<<<<

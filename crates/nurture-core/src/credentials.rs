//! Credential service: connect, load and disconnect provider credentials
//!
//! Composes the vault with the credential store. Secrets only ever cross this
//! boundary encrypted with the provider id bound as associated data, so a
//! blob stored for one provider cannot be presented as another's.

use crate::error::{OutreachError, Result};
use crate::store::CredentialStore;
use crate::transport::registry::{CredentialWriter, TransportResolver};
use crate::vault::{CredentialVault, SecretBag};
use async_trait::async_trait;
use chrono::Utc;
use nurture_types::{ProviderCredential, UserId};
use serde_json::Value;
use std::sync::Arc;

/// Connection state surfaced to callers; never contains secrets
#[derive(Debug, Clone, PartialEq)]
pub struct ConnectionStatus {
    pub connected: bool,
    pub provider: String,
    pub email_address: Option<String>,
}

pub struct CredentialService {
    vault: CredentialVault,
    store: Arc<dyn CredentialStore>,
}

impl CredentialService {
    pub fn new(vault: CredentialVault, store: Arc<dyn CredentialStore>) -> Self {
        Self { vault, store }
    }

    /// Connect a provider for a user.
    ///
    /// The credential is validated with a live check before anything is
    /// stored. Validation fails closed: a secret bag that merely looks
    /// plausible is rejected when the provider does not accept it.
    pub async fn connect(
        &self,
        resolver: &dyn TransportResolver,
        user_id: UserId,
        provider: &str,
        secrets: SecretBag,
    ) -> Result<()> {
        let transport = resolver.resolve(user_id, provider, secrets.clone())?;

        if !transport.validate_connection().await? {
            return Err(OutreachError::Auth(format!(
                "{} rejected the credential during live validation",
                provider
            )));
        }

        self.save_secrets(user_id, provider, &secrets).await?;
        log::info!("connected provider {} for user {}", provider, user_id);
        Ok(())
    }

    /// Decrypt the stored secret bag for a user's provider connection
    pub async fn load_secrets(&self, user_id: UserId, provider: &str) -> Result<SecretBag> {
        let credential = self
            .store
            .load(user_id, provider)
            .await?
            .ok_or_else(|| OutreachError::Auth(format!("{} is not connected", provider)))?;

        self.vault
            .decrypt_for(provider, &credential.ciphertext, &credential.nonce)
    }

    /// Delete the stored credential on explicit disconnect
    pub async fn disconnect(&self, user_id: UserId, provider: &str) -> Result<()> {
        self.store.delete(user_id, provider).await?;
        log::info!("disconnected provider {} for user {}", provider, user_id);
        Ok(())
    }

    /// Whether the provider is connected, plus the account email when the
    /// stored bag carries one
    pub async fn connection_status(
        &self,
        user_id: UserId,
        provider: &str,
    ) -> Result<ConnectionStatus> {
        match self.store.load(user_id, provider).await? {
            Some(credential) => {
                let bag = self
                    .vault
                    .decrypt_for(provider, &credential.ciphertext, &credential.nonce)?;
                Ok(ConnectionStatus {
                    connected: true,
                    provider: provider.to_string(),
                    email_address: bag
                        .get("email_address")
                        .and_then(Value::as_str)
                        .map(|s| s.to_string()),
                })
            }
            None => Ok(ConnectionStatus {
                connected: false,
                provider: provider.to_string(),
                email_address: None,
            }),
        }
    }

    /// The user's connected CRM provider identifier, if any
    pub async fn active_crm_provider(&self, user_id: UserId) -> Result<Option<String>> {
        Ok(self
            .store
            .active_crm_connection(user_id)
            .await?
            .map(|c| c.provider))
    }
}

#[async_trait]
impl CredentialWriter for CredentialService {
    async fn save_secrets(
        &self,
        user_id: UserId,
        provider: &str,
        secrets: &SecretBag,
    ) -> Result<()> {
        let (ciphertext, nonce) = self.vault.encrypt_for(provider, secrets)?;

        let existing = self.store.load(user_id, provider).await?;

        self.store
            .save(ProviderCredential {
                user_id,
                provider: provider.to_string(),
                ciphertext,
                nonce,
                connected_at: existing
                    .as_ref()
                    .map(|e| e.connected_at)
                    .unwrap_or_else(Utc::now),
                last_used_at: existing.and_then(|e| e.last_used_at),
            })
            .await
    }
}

>>>>

> **TASK TO COMPLETE**:
Check each line of the data above for the word "SecretBag" and copy the ones where it is found.

> **WRITTEN RESPONSE**:
use crate::vault::{CredentialVault, SecretBag};
        secrets: SecretBag,
    pub async fn load_secrets(&self, user_id: UserId, provider: &str) -> Result<SecretBag> {
        secrets: &SecretBag,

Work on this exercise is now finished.